Problem description> Each line below that contains the word "longer" must be copied.

(Items from a dataset)
:::::

//! Per-process stream bookkeeping.
//!
//! The registry is a cache, never authoritative: everything in it can be
//! rebuilt from the chunk store. It owns the two things the store does not
//! persist (the per-stream producing flag that enforces single-flight, and
//! the set of live reader sinks) plus a `next_seq` cache that tells an
//! attaching reader where the fan-out currently stands.
//!
//! All mutation happens under the per-stream map entry and never awaits, so
//! a shard lock is held only for map/buffer operations and non-blocking
//! sink writes.

use std::collections::VecDeque;
use std::sync::Arc;
use std::sync::atomic::{AtomicU64, Ordering};

use bytes::Bytes;
use dashmap::DashMap;
use dashmap::mapref::entry::Entry;
use restream_store::StreamId;
use tokio_util::sync::CancellationToken;
use tracing::{debug, warn};

use crate::frame::StreamState;
use crate::sink::{Sink, SinkError};

/// Tokens for one active producer task.
#[derive(Clone)]
pub(crate) struct ProducerHandle {
    /// Cancels the producer loop cooperatively
    pub cancel: CancellationToken,
    /// Fired by the registry once the producer has fully finished
    pub done: CancellationToken,
}

/// Result of a producer admission attempt.
pub(crate) enum ProducerAdmission {
    /// This caller owns production; the token cancels it
    Admitted {
        cancel: CancellationToken,
        first_seq: u64,
    },
    /// Another producer is active for this stream
    Busy,
}

/// Registration of a catching-up reader.
pub(crate) struct ReaderRegistration {
    pub reader_id: u64,
    /// Fan-out position at registration time: every chunk at or above this
    /// seq reaches the reader's catch-up buffer, everything below it must
    /// come from the store
    pub watermark: u64,
}

/// Result of completing a reader's catch-up.
pub(crate) enum CatchupOutcome {
    /// The reader is now live on the fan-out path
    MadeLive,
    /// The producer finished while the reader was catching up; the buffer
    /// was flushed and the slot removed. Carries the next undelivered seq
    /// after the flush, when anything was flushed.
    ProducerFinished { flushed_next: Option<u64> },
    /// The slot no longer exists (reader was dropped)
    Gone,
}

/// One registered reader.
pub(crate) struct ReaderSlot {
    id: u64,
    /// Chunks below this seq are not delivered; the reader's attachment has
    /// already replayed them from the store
    floor: u64,
    sink: Arc<dyn Sink>,
    /// Buffered live chunks while the reader is still catching up; `None`
    /// once live
    catchup: Option<VecDeque<(u64, Bytes)>>,
}

impl ReaderSlot {
    /// Deliver one live chunk; returns false when the reader must be dropped.
    fn deliver(&mut self, seq: u64, payload: &Bytes, buffer_limit: usize) -> bool {
        if seq < self.floor {
            return true;
        }
        match &mut self.catchup {
            Some(buffer) => {
                if buffer.len() >= buffer_limit {
                    warn!("reader {} dropped: catch-up buffer overflow", self.id);
                    self.sink.close_with_error("reader lagged during catch-up");
                    false
                } else {
                    buffer.push_back((seq, payload.clone()));
                    true
                }
            }
            None => match self.sink.try_write(seq, payload.clone()) {
                Ok(()) => true,
                Err(SinkError::Full) => {
                    warn!("reader {} dropped: channel full", self.id);
                    self.sink.close_with_error("reader lagging, dropped");
                    false
                }
                Err(SinkError::Closed) => {
                    debug!("reader {} dropped: channel closed", self.id);
                    false
                }
            },
        }
    }

    /// Flush any buffered chunks, then close with the given state.
    pub(crate) fn flush_and_close(mut self, state: StreamState, message: Option<&str>) {
        if let Some(buffer) = self.catchup.take() {
            for (seq, payload) in buffer {
                if self.sink.try_write(seq, payload).is_err() {
                    break;
                }
            }
        }
        match message {
            Some(message) => self.sink.close_with_error(message),
            None => self.sink.close(state),
        }
    }
}

struct StreamEntry {
    producer: Option<ProducerHandle>,
    /// Cache of the store's next_seq, advanced by the local fan-out
    next_seq: u64,
    readers: Vec<ReaderSlot>,
}

/// In-memory index of streams known to this process.
pub(crate) struct StreamRegistry {
    streams: DashMap<StreamId, StreamEntry>,
    next_reader_id: AtomicU64,
}

impl StreamRegistry {
    pub(crate) fn new() -> Self {
        Self {
            streams: DashMap::new(),
            next_reader_id: AtomicU64::new(0),
        }
    }

    /// Record a stream observed in the store, warming the next_seq cache.
    pub(crate) fn observe(&self, stream_id: &StreamId, persisted_next: u64) {
        match self.streams.entry(stream_id.clone()) {
            Entry::Occupied(mut occupied) => {
                let entry = occupied.get_mut();
                if persisted_next > entry.next_seq {
                    entry.next_seq = persisted_next;
                }
            }
            Entry::Vacant(vacant) => {
                vacant.insert(StreamEntry {
                    producer: None,
                    next_seq: persisted_next,
                    readers: Vec::new(),
                });
            }
        }
    }

    /// Single-flight check-and-set: install a producer unless one is active.
    pub(crate) fn admit_producer(
        &self,
        stream_id: &StreamId,
        persisted_next: u64,
    ) -> ProducerAdmission {
        let handle = ProducerHandle {
            cancel: CancellationToken::new(),
            done: CancellationToken::new(),
        };
        match self.streams.entry(stream_id.clone()) {
            Entry::Occupied(mut occupied) => {
                let entry = occupied.get_mut();
                if entry.producer.is_some() {
                    return ProducerAdmission::Busy;
                }
                if persisted_next > entry.next_seq {
                    entry.next_seq = persisted_next;
                }
                let first_seq = entry.next_seq;
                let cancel = handle.cancel.clone();
                entry.producer = Some(handle);
                ProducerAdmission::Admitted { cancel, first_seq }
            }
            Entry::Vacant(vacant) => {
                let cancel = handle.cancel.clone();
                vacant.insert(StreamEntry {
                    producer: Some(handle),
                    next_seq: persisted_next,
                    readers: Vec::new(),
                });
                ProducerAdmission::Admitted {
                    cancel,
                    first_seq: persisted_next,
                }
            }
        }
    }

    /// Whether a producer task is currently active for the stream.
    pub(crate) fn is_producing(&self, stream_id: &StreamId) -> bool {
        self.streams
            .get(stream_id)
            .is_some_and(|entry| entry.producer.is_some())
    }

    /// Cancellation tokens of the active producer, if any.
    pub(crate) fn producer_handle(&self, stream_id: &StreamId) -> Option<ProducerHandle> {
        self.streams
            .get(stream_id)
            .and_then(|entry| entry.producer.clone())
    }

    /// Broadcast one persisted chunk to every registered reader.
    ///
    /// Readers that cannot keep up are dropped here; catching-up readers
    /// receive the chunk via their buffer. Never blocks.
    pub(crate) fn fan_out(
        &self,
        stream_id: &StreamId,
        seq: u64,
        payload: &Bytes,
        buffer_limit: usize,
    ) {
        let Some(mut entry) = self.streams.get_mut(stream_id) else {
            return;
        };
        if seq + 1 > entry.next_seq {
            entry.next_seq = seq + 1;
        }
        entry
            .readers
            .retain_mut(|slot| slot.deliver(seq, payload, buffer_limit));
    }

    /// Register a sink as a catching-up reader of an actively-producing
    /// stream. Returns `None` when no producer is active.
    pub(crate) fn register_reader(
        &self,
        stream_id: &StreamId,
        floor: u64,
        sink: Arc<dyn Sink>,
    ) -> Option<ReaderRegistration> {
        let mut entry = self.streams.get_mut(stream_id)?;
        if entry.producer.is_none() {
            return None;
        }
        let reader_id = self.next_reader_id.fetch_add(1, Ordering::Relaxed);
        let watermark = entry.next_seq;
        entry.readers.push(ReaderSlot {
            id: reader_id,
            floor,
            sink,
            catchup: Some(VecDeque::new()),
        });
        Some(ReaderRegistration {
            reader_id,
            watermark,
        })
    }

    /// Complete a reader's catch-up: flush its buffer in order and put it on
    /// the live fan-out path.
    ///
    /// `delivered_through` is the seq the attachment's own store replay has
    /// reached. A chunk is readable the moment its append commits, so the
    /// replay can run ahead of the fan-out; buffered chunks below this seq
    /// were already delivered that way, and the slot's floor rises to it so
    /// a fan-out still in flight for a replayed chunk is filtered.
    pub(crate) fn finish_reader_catchup(
        &self,
        stream_id: &StreamId,
        reader_id: u64,
        delivered_through: u64,
    ) -> CatchupOutcome {
        let Some(mut entry) = self.streams.get_mut(stream_id) else {
            return CatchupOutcome::Gone;
        };
        let Some(position) = entry.readers.iter().position(|slot| slot.id == reader_id) else {
            return CatchupOutcome::Gone;
        };

        let producing = entry.producer.is_some();
        let buffer = entry.readers[position].catchup.take();
        let sink = entry.readers[position].sink.clone();
        let mut flushed_next = None;

        if let Some(buffer) = buffer {
            for (seq, payload) in buffer {
                if seq >= delivered_through && sink.try_write(seq, payload).is_err() {
                    entry.readers.remove(position);
                    return CatchupOutcome::Gone;
                }
                flushed_next = Some(seq + 1);
            }
        }

        if producing {
            let slot = &mut entry.readers[position];
            slot.floor = slot.floor.max(delivered_through);
            CatchupOutcome::MadeLive
        } else {
            // Producer finished while this reader was catching up; the
            // attachment drains the rest from the store and closes.
            entry.readers.remove(position);
            CatchupOutcome::ProducerFinished { flushed_next }
        }
    }

    /// Drop one reader slot, if it is still registered.
    pub(crate) fn remove_reader(&self, stream_id: &StreamId, reader_id: u64) {
        if let Some(mut entry) = self.streams.get_mut(stream_id) {
            entry.readers.retain(|slot| slot.id != reader_id);
        }
    }

    /// Clear the producer and detach every live reader for closing.
    ///
    /// Catching-up readers stay registered: their attachment tasks own
    /// delivery until catch-up completes and will observe the cleared
    /// producer. Fires the producer's done token.
    pub(crate) fn finish_produce(&self, stream_id: &StreamId) -> Vec<ReaderSlot> {
        let Some(mut entry) = self.streams.get_mut(stream_id) else {
            return Vec::new();
        };
        if let Some(handle) = entry.producer.take() {
            handle.done.cancel();
        }
        let mut live = Vec::new();
        let mut index = 0;
        while index < entry.readers.len() {
            if entry.readers[index].catchup.is_none() {
                live.push(entry.readers.remove(index));
            } else {
                index += 1;
            }
        }
        live
    }

    /// Drop all bookkeeping for a stream the store no longer knows.
    pub(crate) fn forget(&self, stream_id: &StreamId) {
        self.streams.remove(stream_id);
    }

    /// Drop every entry, ending any readings still held by consumers.
    pub(crate) fn clear(&self) {
        self.streams.clear();
    }

    /// Number of registered readers, for logging and tests.
    pub(crate) fn reader_count(&self, stream_id: &StreamId) -> usize {
        self.streams
            .get(stream_id)
            .map_or(0, |entry| entry.readers.len())
    }
}
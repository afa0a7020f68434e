//! Resumable multi-reader stream broadcast engine.
//!
//! One expensive upstream generation (an LLM response) becomes a durable,
//! sequence-numbered chunk log that any number of readers can replay from
//! any position and tail live, with exactly-once delivery per reader:
//!
//! - At most one producer task per stream id (single-flight); concurrent
//!   produce calls join the running stream as readers.
//! - Every chunk is persisted to the [`ChunkStore`](restream_store::ChunkStore)
//!   before it is broadcast, so a replay after a process restart reproduces
//!   exactly what live readers saw.
//! - Readers attach at any time, before or after the stream finishes, and
//!   the gap between replay and live registration is backfilled from the
//!   store with no duplicates.
//! - Cancellation is cooperative and preserves everything persisted up to
//!   the cancellation point; streams whose producer died unresolved stay
//!   observable and can be force-canceled.

#![warn(missing_docs)]
#![warn(clippy::all)]

mod attach;
mod config;
mod engine;
mod error;
mod frame;
mod lifecycle;
mod producer;
mod registry;
mod retention;
mod sink;
mod source;
mod text_index;

pub use config::{EngineConfig, RetentionConfig};
pub use engine::StreamEngine;
pub use error::{EngineError, EngineResult};
pub use frame::{StreamFrame, StreamState};
pub use lifecycle::StreamStatus;
pub use producer::ProduceOutcome;
pub use sink::{ChannelSink, Sink, SinkError, StreamReading};
pub use source::{UpstreamError, UpstreamSource};

pub use restream_store::{ChunkStore, StreamId, TerminalState};
//! Durable chunk log abstraction for resumable streams.
//!
//! A stream is an append-only sequence of chunks keyed by
//! `(stream id, sequence number)`. The chunk store is the single source of
//! truth that survives process restarts: everything a process keeps in memory
//! about a stream can be rebuilt from it. Backends implement [`ChunkStore`];
//! the contract deliberately stays small:
//!
//! - appends are idempotent on duplicate `(stream id, seq)` pairs
//! - range reads are finite and restartable, never live subscriptions
//! - the terminal state is written once, first writer wins
//! - retention only ever removes streams that are already terminal
#![warn(missing_docs)]
#![warn(clippy::all)]

mod chunk_store;
mod error;
mod types;

pub use chunk_store::ChunkStore;
pub use error::{StoreError, StoreResult};
pub use types::{AppendOutcome, Chunk, StreamId, StreamMeta, TerminalState};
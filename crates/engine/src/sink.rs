//! Reader sinks.
//!
//! Every attached reader is an opaque [`Sink`]: the attachment replays into
//! it with backpressure, the live fan-out writes into it without ever
//! suspending the producer, and exactly one close call ends it. Concrete
//! transports adapt to this trait at the boundary; [`ChannelSink`] is the
//! in-process implementation backed by a bounded channel.

use async_trait::async_trait;
use bytes::Bytes;
use tokio::sync::mpsc;
use tokio_stream::wrappers::ReceiverStream;

use crate::frame::{StreamFrame, StreamState};

/// Errors when writing to a reader sink
#[derive(Debug, Clone, Copy, PartialEq, Eq, thiserror::Error)]
pub enum SinkError {
    /// The reader's buffer is full; it is lagging behind the stream
    #[error("reader channel full")]
    Full,
    /// The reader went away
    #[error("reader channel closed")]
    Closed,
}

/// Destination for one attached reader's frames.
///
/// `write` may suspend on the consumer's backpressure and is used on the
/// replay and backfill paths, which belong to the reader's own task.
/// `try_write` never suspends and is the only delivery the producer's
/// fan-out uses, so a stalled reader cannot stall the log.
#[async_trait]
pub trait Sink: Send + Sync + 'static {
    /// Deliver one sequenced chunk, waiting for buffer space.
    async fn write(&self, seq: u64, payload: Bytes) -> Result<(), SinkError>;

    /// Deliver one sequenced chunk without blocking.
    fn try_write(&self, seq: u64, payload: Bytes) -> Result<(), SinkError>;

    /// End the reading cleanly, reporting the stream state at close time.
    fn close(&self, state: StreamState);

    /// End the reading with a stream-level error.
    fn close_with_error(&self, message: &str);

    /// End the reading, waiting for buffer space for the sentinel.
    ///
    /// Used on the attachment path, where the caller owns the reader's task
    /// and may suspend; the sentinel then reaches any reader still pulling.
    async fn close_wait(&self, state: StreamState, message: Option<String>);
}

/// Bounded-channel sink; the receiving half is a [`StreamReading`].
pub struct ChannelSink {
    tx: mpsc::Sender<StreamFrame>,
}

impl ChannelSink {
    /// Create a sink/reading pair with the given frame capacity
    pub fn channel(capacity: usize) -> (Self, StreamReading) {
        let (tx, rx) = mpsc::channel(capacity);
        (Self { tx }, StreamReading { rx })
    }
}

#[async_trait]
impl Sink for ChannelSink {
    async fn write(&self, seq: u64, payload: Bytes) -> Result<(), SinkError> {
        self.tx
            .send(StreamFrame::Chunk { seq, payload })
            .await
            .map_err(|_| SinkError::Closed)
    }

    fn try_write(&self, seq: u64, payload: Bytes) -> Result<(), SinkError> {
        self.tx
            .try_send(StreamFrame::Chunk { seq, payload })
            .map_err(|e| match e {
                mpsc::error::TrySendError::Full(_) => SinkError::Full,
                mpsc::error::TrySendError::Closed(_) => SinkError::Closed,
            })
    }

    fn close(&self, state: StreamState) {
        // Best effort: a reader that stopped pulling loses the sentinel but
        // still observes end-of-stream when the sender drops.
        let _ = self.tx.try_send(StreamFrame::End {
            state,
            message: None,
        });
    }

    fn close_with_error(&self, message: &str) {
        let _ = self.tx.try_send(StreamFrame::End {
            state: StreamState::Failed,
            message: Some(message.to_string()),
        });
    }

    async fn close_wait(&self, state: StreamState, message: Option<String>) {
        let _ = self.tx.send(StreamFrame::End { state, message }).await;
    }
}

/// Consumer handle for one attachment: pull frames until `None`.
pub struct StreamReading {
    rx: mpsc::Receiver<StreamFrame>,
}

impl StreamReading {
    /// Receive the next frame, or `None` once the reading is over
    pub async fn next_frame(&mut self) -> Option<StreamFrame> {
        self.rx.recv().await
    }

    /// Convert into a `Stream` of frames
    pub fn into_stream(self) -> ReceiverStream<StreamFrame> {
        ReceiverStream::new(self.rx)
    }
}

impl std::fmt::Debug for StreamReading {
    fn fmt(&self, f: &mut std::fmt::Formatter<'_>) -> std::fmt::Result {
        f.debug_struct("StreamReading").finish_non_exhaustive()
    }
}
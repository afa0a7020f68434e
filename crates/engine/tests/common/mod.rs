//! Test helpers for engine integration tests.
//!
//! Scripted and hand-fed upstream sources, frame collection, and polling
//! helpers shared across the test files.

#![allow(dead_code)]

use std::collections::VecDeque;
use std::time::Duration;

use async_trait::async_trait;
use bytes::Bytes;
use restream_engine::{
    ChunkStore, StreamEngine, StreamFrame, StreamId, StreamReading, StreamState, UpstreamError,
    UpstreamSource,
};
use tokio::sync::mpsc;
use tracing_subscriber::EnvFilter;
use uuid::Uuid;

/// Install a test subscriber once; later calls are no-ops.
pub fn init_logging() {
    let _ = tracing_subscriber::fmt()
        .with_env_filter(EnvFilter::from_default_env())
        .try_init();
}

/// A stream id that cannot collide across concurrently running tests.
pub fn unique_stream_id(prefix: &str) -> StreamId {
    StreamId::from(format!("{prefix}-{}", Uuid::new_v4()))
}

/// Upstream source that yields scripted payloads, then ends or fails.
pub struct ScriptedUpstream {
    chunks: VecDeque<Bytes>,
    fail_with: Option<String>,
}

impl ScriptedUpstream {
    /// Yields the payloads in order, then ends cleanly.
    pub fn completing<I, B>(chunks: I) -> Self
    where
        I: IntoIterator<Item = B>,
        B: Into<Bytes>,
    {
        Self {
            chunks: chunks.into_iter().map(Into::into).collect(),
            fail_with: None,
        }
    }

    /// Yields the payloads in order, then reports an upstream error.
    pub fn failing<I, B>(chunks: I, message: &str) -> Self
    where
        I: IntoIterator<Item = B>,
        B: Into<Bytes>,
    {
        Self {
            chunks: chunks.into_iter().map(Into::into).collect(),
            fail_with: Some(message.to_string()),
        }
    }
}

#[async_trait]
impl UpstreamSource for ScriptedUpstream {
    async fn next_chunk(&mut self) -> Result<Option<Bytes>, UpstreamError> {
        match self.chunks.pop_front() {
            Some(chunk) => Ok(Some(chunk)),
            None => match self.fail_with.take() {
                Some(message) => Err(UpstreamError::new(message)),
                None => Ok(None),
            },
        }
    }
}

/// Upstream source fed one event at a time by the test.
pub struct PipedUpstream {
    rx: mpsc::UnboundedReceiver<Result<Option<Bytes>, UpstreamError>>,
}

/// Feeding half of a [`PipedUpstream`].
pub struct UpstreamFeed {
    tx: mpsc::UnboundedSender<Result<Option<Bytes>, UpstreamError>>,
}

impl PipedUpstream {
    pub fn new() -> (UpstreamFeed, Self) {
        let (tx, rx) = mpsc::unbounded_channel();
        (UpstreamFeed { tx }, Self { rx })
    }
}

impl UpstreamFeed {
    // Sends are fire-and-forget: a source that was never pulled (a produce
    // call that lost the single-flight race) has already been dropped.
    pub fn chunk(&self, payload: impl Into<Bytes>) {
        let _ = self.tx.send(Ok(Some(payload.into())));
    }

    pub fn end(&self) {
        let _ = self.tx.send(Ok(None));
    }

    pub fn fail(&self, message: &str) {
        let _ = self.tx.send(Err(UpstreamError::new(message)));
    }
}

#[async_trait]
impl UpstreamSource for PipedUpstream {
    async fn next_chunk(&mut self) -> Result<Option<Bytes>, UpstreamError> {
        match self.rx.recv().await {
            Some(event) => event,
            // Feed dropped without an explicit end: treat as a clean end.
            None => Ok(None),
        }
    }
}

/// Everything one reading delivered.
#[derive(Debug)]
pub struct Collected {
    pub chunks: Vec<(u64, Bytes)>,
    /// The end sentinel, or `None` when the channel closed without one
    pub end: Option<(StreamState, Option<String>)>,
}

impl Collected {
    pub fn seqs(&self) -> Vec<u64> {
        self.chunks.iter().map(|(seq, _)| *seq).collect()
    }

    pub fn payloads(&self) -> Vec<Bytes> {
        self.chunks.iter().map(|(_, payload)| payload.clone()).collect()
    }

    pub fn end_state(&self) -> StreamState {
        self.end
            .as_ref()
            .expect("reading ended without a sentinel")
            .0
    }

    pub fn end_message(&self) -> Option<&str> {
        self.end
            .as_ref()
            .expect("reading ended without a sentinel")
            .1
            .as_deref()
    }
}

/// Pull frames until the end sentinel or channel close.
pub async fn collect(mut reading: StreamReading) -> Collected {
    let mut chunks = Vec::new();
    while let Some(frame) = reading.next_frame().await {
        match frame {
            StreamFrame::Chunk { seq, payload } => chunks.push((seq, payload)),
            StreamFrame::End { state, message } => {
                return Collected {
                    chunks,
                    end: Some((state, message)),
                };
            }
        }
    }
    Collected { chunks, end: None }
}

/// Poll status until the stream has persisted at least `seq` chunks.
pub async fn wait_for_seq<C: ChunkStore>(engine: &StreamEngine<C>, stream_id: &StreamId, seq: u64) {
    for _ in 0..400 {
        if let Ok(status) = engine.status(stream_id).await {
            if status.seq >= seq {
                return;
            }
        }
        tokio::time::sleep(Duration::from_millis(5)).await;
    }
    panic!("stream {stream_id} never reached seq {seq}");
}

/// Poll status until the stream is terminal, returning the final state.
pub async fn wait_for_terminal<C: ChunkStore>(
    engine: &StreamEngine<C>,
    stream_id: &StreamId,
) -> StreamState {
    for _ in 0..400 {
        if let Ok(status) = engine.status(stream_id).await {
            if status.state != StreamState::Running {
                return status.state;
            }
        }
        tokio::time::sleep(Duration::from_millis(5)).await;
    }
    panic!("stream {stream_id} never went terminal");
}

:::::

Response to this task>
    /// The slot no longer exists (reader was dropped)
    /// Drop all bookkeeping for a stream the store no longer knows.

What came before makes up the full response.